How can we estimate the public health impacts of an energy efficiency program if there is no readily available study like the USC EV study? Researchers often use the EPA’s Avoided Emissions and Generation Tool (AVERT) and the CO-Benefits Risk Assessment (COBRA) tools to estimate the air quality and health benefits of saving energy. AVERT calculates the avoided emissions of energy efficiency and renewable energy while COBRA estimates county-level health impacts from changes in air pollutants (CO2, PM2.5, SO2, NOx, NH3, and VOCs) and monetizes the economic value of those benefits.[2]
To test it out, I created a simple scenario in which my state of Massachusetts[3] reduces electric generation by 5% in all hours. AVERT calculates that this will displace 1,187 GWh of regional fossil fuel generation annually. This translates to an annual reduction of 234,220 tons of CO2, 62,620 pounds of NOx, and 6,450 pounds of PM2.5 in Massachusetts. The model shows annual regional displacements, including total emissions from fossil generation fleet and AVERT-derived emission rates (average and marginal), and state annual and monthly emission change.

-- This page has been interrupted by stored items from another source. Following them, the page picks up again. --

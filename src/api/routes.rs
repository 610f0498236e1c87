//! HTTP API route definitions.

use axum::{
    routing::{delete, get, post},
    Router,
};
use tower_http::cors::CorsLayer;
use tower_http::trace::TraceLayer;

use super::handlers::{
    create_bet, create_coupon, create_match, delete_bet, delete_coupon, delete_match, get_coupon, get_match, health,
    list_catalog, list_coupons, list_matches, metrics, ready, status, update_match, AppState,
};

/// Create the API router.
pub fn create_router(state: AppState) -> Router {
    Router::new()
        // Health endpoints
        .route("/health", get(health))
        .route("/ready", get(ready))
        .route("/metrics", get(metrics))
        // Status endpoint
        .route("/api/v1/status", get(status))
        .route("/api/v1/catalog", get(list_catalog))
        // Matches
        .route("/api/v1/matches", get(list_matches).post(create_match))
        .route(
            "/api/v1/matches/:id",
            get(get_match).patch(update_match).delete(delete_match),
        )
        // Coupons
        .route("/api/v1/coupons", get(list_coupons).post(create_coupon))
        .route("/api/v1/coupons/:id", get(get_coupon).delete(delete_coupon))
        // Bets
        .route("/api/v1/bets", post(create_bet))
        .route("/api/v1/bets/:id", delete(delete_bet))
        .layer(TraceLayer::new_for_http())
        .layer(CorsLayer::permissive())
        .with_state(state)
}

Once we have the emissions data, it can be exported into the COBRA tool, which shows the health effects at the state and county level. COBRA shows the change in annual cases for 12 different outcomes (e.g., mortality, nonfatal heart attacks, emergency room visits for asthma, work loss days, etc.) and the monetary value associated with those outcomes. The results are based on statistical relationships in the change of particulate matter levels and health outcomes.
For this exercise, reducing generation by 5% in Massachusetts is estimated to reduce visits to the emergency room by 0.3 per year, reduce premature mortality by about 0.5 to 1.1 people per year, and prevent about 59 work loss days.[4] The total monetary value of these reductions is estimated to be about $5.5 to $12.5 million per year.

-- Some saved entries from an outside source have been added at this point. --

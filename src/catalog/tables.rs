//! Display names and selectable values per bet type.
//!
//! The tables are built once on first access and shared read-only for the
//! lifetime of the process.

use once_cell::sync::Lazy;
use serde::Serialize;
use strum::IntoEnumIterator;

use super::types::{BetTag, BetType};

/// One selectable value of a bet type.
#[derive(Debug, Clone, Copy, PartialEq, Eq, Serialize)]
pub struct BetOption {
    /// Value stored on the bet.
    pub value: &'static str,
    /// Text shown in selection forms.
    pub text: &'static str,
}

const fn opt(value: &'static str, text: &'static str) -> BetOption {
    BetOption { value, text }
}

const RESULT_OPTIONS: &[BetOption] = &[
    opt("1", "Ev Sahibi Kazanır (1)"),
    opt("X", "Beraberlik (X)"),
    opt("2", "Deplasman Kazanır (2)"),
];

const DOUBLE_CHANCE_OPTIONS: &[BetOption] = &[
    opt("1X", "1X (Ev Sahibi veya Beraberlik)"),
    opt("12", "12 (Ev Sahibi veya Deplasman)"),
    opt("X2", "X2 (Beraberlik veya Deplasman)"),
];

const HANDICAP_OPTIONS: &[BetOption] = &[
    opt("1:-1", "Ev Sahibi (-1)"),
    opt("1:-2", "Ev Sahibi (-2)"),
    opt("1:+1", "Ev Sahibi (+1)"),
    opt("1:+2", "Ev Sahibi (+2)"),
    opt("X:-1", "Beraberlik (Ev -1)"),
    opt("X:+1", "Beraberlik (Ev +1)"),
    opt("2:-1", "Deplasman (Ev -1)"),
    opt("2:-2", "Deplasman (Ev -2)"),
    opt("2:+1", "Deplasman (Ev +1)"),
    opt("2:+2", "Deplasman (Ev +2)"),
];

const FULL_TIME_LINES: &[BetOption] = &[
    opt("0.5", "0.5"),
    opt("1.5", "1.5"),
    opt("2.5", "2.5"),
    opt("3.5", "3.5"),
    opt("4.5", "4.5"),
    opt("5.5", "5.5"),
];

const SHORT_LINES: &[BetOption] = &[opt("0.5", "0.5"), opt("1.5", "1.5"), opt("2.5", "2.5")];

const HALF_TIME_FULL_TIME_OPTIONS: &[BetOption] = &[
    opt("1/1", "1/1"),
    opt("1/X", "1/X"),
    opt("1/2", "1/2"),
    opt("X/1", "X/1"),
    opt("X/X", "X/X"),
    opt("X/2", "X/2"),
    opt("2/1", "2/1"),
    opt("2/X", "2/X"),
    opt("2/2", "2/2"),
];

const ODD_EVEN_OPTIONS: &[BetOption] = &[opt("tek", "Tek"), opt("cift", "Çift")];

/// Catalog entry for one bet type.
#[derive(Debug, Clone, Serialize)]
pub struct BetTypeEntry {
    /// Bet type.
    #[serde(rename = "code")]
    pub bet_type: BetType,
    /// Display name.
    pub label: &'static str,
    /// Selectable values, in form order.
    pub options: &'static [BetOption],
}

/// Read-only bet-type catalog.
#[derive(Debug)]
pub struct Catalog {
    entries: Vec<BetTypeEntry>,
}

static CATALOG: Lazy<Catalog> = Lazy::new(Catalog::build);

/// Process-wide catalog instance.
pub fn catalog() -> &'static Catalog {
    &CATALOG
}

impl Catalog {
    fn build() -> Self {
        let entries = BetType::iter()
            .map(|bet_type| BetTypeEntry {
                bet_type,
                label: label_of(bet_type),
                options: options_of(bet_type),
            })
            .collect();
        Self { entries }
    }

    /// All entries in declaration order.
    pub fn entries(&self) -> &[BetTypeEntry] {
        &self.entries
    }

    /// Entry for a bet type.
    pub fn entry(&self, bet_type: BetType) -> &BetTypeEntry {
        // entries are built from BetType::iter(), so the discriminant is the index
        &self.entries[bet_type as usize]
    }

    /// Display name for a bet type.
    pub fn label(&self, bet_type: BetType) -> &'static str {
        self.entry(bet_type).label
    }

    /// Selectable values for a bet type.
    pub fn options(&self, bet_type: BetType) -> &'static [BetOption] {
        self.entry(bet_type).options
    }

    /// Whether `value` is one of the listed selections for `bet_type`.
    pub fn is_listed(&self, bet_type: BetType, value: &str) -> bool {
        self.options(bet_type).iter().any(|o| o.value == value)
    }
}

fn label_of(bet_type: BetType) -> &'static str {
    match bet_type {
        BetType::MatchResult => "Maç Sonucu",
        BetType::HalfTimeResult => "İlk Yarı Sonucu",
        BetType::DoubleChance => "Çifte Şans",
        BetType::HandicapResult => "Handikaplı MS",
        BetType::TotalOver => "Toplam Gol Üst",
        BetType::TotalUnder => "Toplam Gol Alt",
        BetType::FirstHalfOver => "İY Üst",
        BetType::FirstHalfUnder => "İY Alt",
        BetType::SecondHalfOver => "2Y Üst",
        BetType::SecondHalfUnder => "2Y Alt",
        BetType::BothScore => "KG Var",
        BetType::BothScoreNo => "KG Yok",
        BetType::FirstHalfBothScore => "İY KG Var",
        BetType::FirstHalfBothScoreNo => "İY KG Yok",
        BetType::HomeScores => "Ev Sahibi Gol Atar",
        BetType::HomeScoresNo => "Ev Sahibi Gol Atmaz",
        BetType::AwayScores => "Deplasman Gol Atar",
        BetType::AwayScoresNo => "Deplasman Gol Atmaz",
        BetType::HomeOver => "Ev Sahibi Gol Üst",
        BetType::HomeUnder => "Ev Sahibi Gol Alt",
        BetType::AwayOver => "Deplasman Gol Üst",
        BetType::AwayUnder => "Deplasman Gol Alt",
        BetType::HalfTimeFullTime => "İY/MS",
        BetType::OddEven => "Tek/Çift",
    }
}

fn options_of(bet_type: BetType) -> &'static [BetOption] {
    match bet_type {
        BetType::MatchResult | BetType::HalfTimeResult => RESULT_OPTIONS,
        BetType::DoubleChance => DOUBLE_CHANCE_OPTIONS,
        BetType::HandicapResult => HANDICAP_OPTIONS,
        BetType::TotalOver | BetType::TotalUnder => FULL_TIME_LINES,
        BetType::FirstHalfOver
        | BetType::FirstHalfUnder
        | BetType::SecondHalfOver
        | BetType::SecondHalfUnder
        | BetType::HomeOver
        | BetType::HomeUnder
        | BetType::AwayOver
        | BetType::AwayUnder => SHORT_LINES,
        BetType::BothScore => &[BetOption { value: "var", text: "Karşılıklı Gol Var" }],
        BetType::BothScoreNo => &[BetOption { value: "yok", text: "Karşılıklı Gol Yok" }],
        BetType::FirstHalfBothScore => &[BetOption { value: "var", text: "İlk Yarı KG Var" }],
        BetType::FirstHalfBothScoreNo => &[BetOption { value: "yok", text: "İlk Yarı KG Yok" }],
        BetType::HomeScores => &[BetOption { value: "var", text: "Ev Sahibi Gol Atar" }],
        BetType::HomeScoresNo => &[BetOption { value: "yok", text: "Ev Sahibi Gol Atmaz" }],
        BetType::AwayScores => &[BetOption { value: "var", text: "Deplasman Gol Atar" }],
        BetType::AwayScoresNo => &[BetOption { value: "yok", text: "Deplasman Gol Atmaz" }],
        BetType::HalfTimeFullTime => HALF_TIME_FULL_TIME_OPTIONS,
        BetType::OddEven => ODD_EVEN_OPTIONS,
    }
}

fn side_text(selection: &str) -> &'static str {
    match selection {
        "1" => "Ev Sahibi",
        "X" => "Beraberlik",
        _ => "Deplasman",
    }
}

/// Human-readable rendering of a bet value.
///
/// Presentation only; never feeds back into resolution.
pub fn format_bet_value(tag: &BetTag, value: &str) -> String {
    let Some(bet_type) = tag.known() else {
        return value.to_string();
    };

    match bet_type {
        BetType::MatchResult | BetType::HalfTimeResult => side_text(value).to_string(),
        BetType::HandicapResult => match value.split_once(':') {
            Some((selection, handicap)) => format!("{} ({})", side_text(selection), handicap),
            None => value.to_string(),
        },
        BetType::OddEven => match value {
            "tek" => "Tek".to_string(),
            _ => "Çift".to_string(),
        },
        _ => value.to_string(),
    }
}

/// Display name for any tag; unknown tags show their raw code.
pub fn tag_label(tag: &BetTag) -> String {
    match tag.known() {
        Some(bet_type) => catalog().label(bet_type).to_string(),
        None => tag.as_str().to_string(),
    }
}

/// Full "`<type>: <value>`" label for a leg.
pub fn describe_bet(tag: &BetTag, value: &str) -> String {
    format!("{}: {}", tag_label(tag), format_bet_value(tag, value))
}

#[cfg(test)]
mod tests {
    use super::*;

    #[test]
    fn every_bet_type_has_entry_and_options() {
        let catalog = catalog();
        assert_eq!(catalog.entries().len(), 24);
        for entry in catalog.entries() {
            assert_eq!(catalog.entry(entry.bet_type).bet_type, entry.bet_type);
            assert!(!entry.options.is_empty(), "{} has no options", entry.bet_type);
            assert!(!entry.label.is_empty());
        }
    }

    #[test]
    fn lines_differ_between_full_time_and_halves() {
        let catalog = catalog();
        assert_eq!(catalog.options(BetType::TotalOver).len(), 6);
        assert_eq!(catalog.options(BetType::FirstHalfOver).len(), 3);
        assert!(catalog.is_listed(BetType::TotalUnder, "5.5"));
        assert!(!catalog.is_listed(BetType::SecondHalfUnder, "5.5"));
    }

    #[test]
    fn formats_result_and_handicap_values() {
        let ms = BetTag::Known(BetType::MatchResult);
        assert_eq!(format_bet_value(&ms, "1"), "Ev Sahibi");
        assert_eq!(format_bet_value(&ms, "X"), "Beraberlik");
        assert_eq!(format_bet_value(&ms, "2"), "Deplasman");

        let hms = BetTag::Known(BetType::HandicapResult);
        assert_eq!(format_bet_value(&hms, "2:+1"), "Deplasman (+1)");
    }

    #[test]
    fn formats_parity_and_passthrough_values() {
        let odd_even = BetTag::Known(BetType::OddEven);
        assert_eq!(format_bet_value(&odd_even, "tek"), "Tek");
        assert_eq!(format_bet_value(&odd_even, "cift"), "Çift");

        let htft = BetTag::Known(BetType::HalfTimeFullTime);
        assert_eq!(format_bet_value(&htft, "1/X"), "1/X");
    }

    #[test]
    fn describe_bet_uses_raw_code_for_unknown_tags() {
        assert_eq!(
            describe_bet(&BetTag::Known(BetType::TotalOver), "2.5"),
            "Toplam Gol Üst: 2.5"
        );
        assert_eq!(describe_bet(&BetTag::from("korner"), "9.5"), "korner: 9.5");
    }
}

COBRA accounts for the fact that pollution spreads out and can affect other areas. It can be used to do a geographic analysis of different scenarios and help look at policies from an environmental justice perspective (at a county level, at least). Below is a map showing the total health benefits of our scenario.
So how good are AVERT and COBRA? Ultimately, while they have limitations, they can estimate non-energy impact values that are hard to estimate and well-vetted. Although results are shown at a county level and are based on hourly emissions, the emissions data is based on regional generation portfolios. This means that if the area of study has a very different generation makeup than other areas in the region, the estimate may not be as accurate.

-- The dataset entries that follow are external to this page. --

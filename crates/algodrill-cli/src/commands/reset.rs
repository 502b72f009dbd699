//! The `algodrill reset` command: discard the stored session.

use std::path::PathBuf;

use anyhow::Result;

use algodrill_core::session::SessionStore;
use algodrill_core::storage::FileStorage;

use crate::config::load_config_from;

pub fn execute(config_path: Option<PathBuf>) -> Result<()> {
    let config = load_config_from(config_path.as_deref())?;
    let store = SessionStore::new(FileStorage::new(&config.storage_dir));

    if store.load().is_none() {
        println!("No active session.");
        return Ok(());
    }

    store.clear()?;
    println!("Session cleared. Plan a new one with `algodrill setup`.");
    Ok(())
}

COBRA is based on the changes in health outcomes related to changes in air quality. These functions are all documented and based on peer-reviewed studies, and COBRA is updated every 2-3 years. But the epidemiological studies used to estimate the adverse health effects of PM2.5 are surprisingly sparse and not very recent. For example, only three studies were used to estimate the number of emergency room visits due to asthma from 2005, 2010, and 2012. The work loss days estimate is based on a single study from 1987. The way pollutants affect the body probably hasn’t changed since then, but I speculate that treatments and job types might have.
Overall, the more research on the impacts of demand-side management and clean energy, like the USC EV study, the better.
[1] The team controlled for general improvements in air quality, which has improved over time in California due to its strict air quality rules.
[2] The EPA has another tool, called BenMAP, to estimate health impacts. The difference between COBRA and BenMAP is that COBRA has a built-in air quality model which allows COBRA to convert changes in air pollution to changes in air quality, which requires another step in BenMAP. BenMAP can also be used to analyze health impacts at a finer geographic resolution and outside of the US, can forecast out to 2050 (instead of 2016, 2023, and 2028), and can analyze ozone as well as PM2.5. But beyond that, they both use the same approach and same concentration-response functions and economic valuation forecasts.
[3] Massachusetts is technically a commonwealth.
[4] These results may seem modest until it affects someone you care for.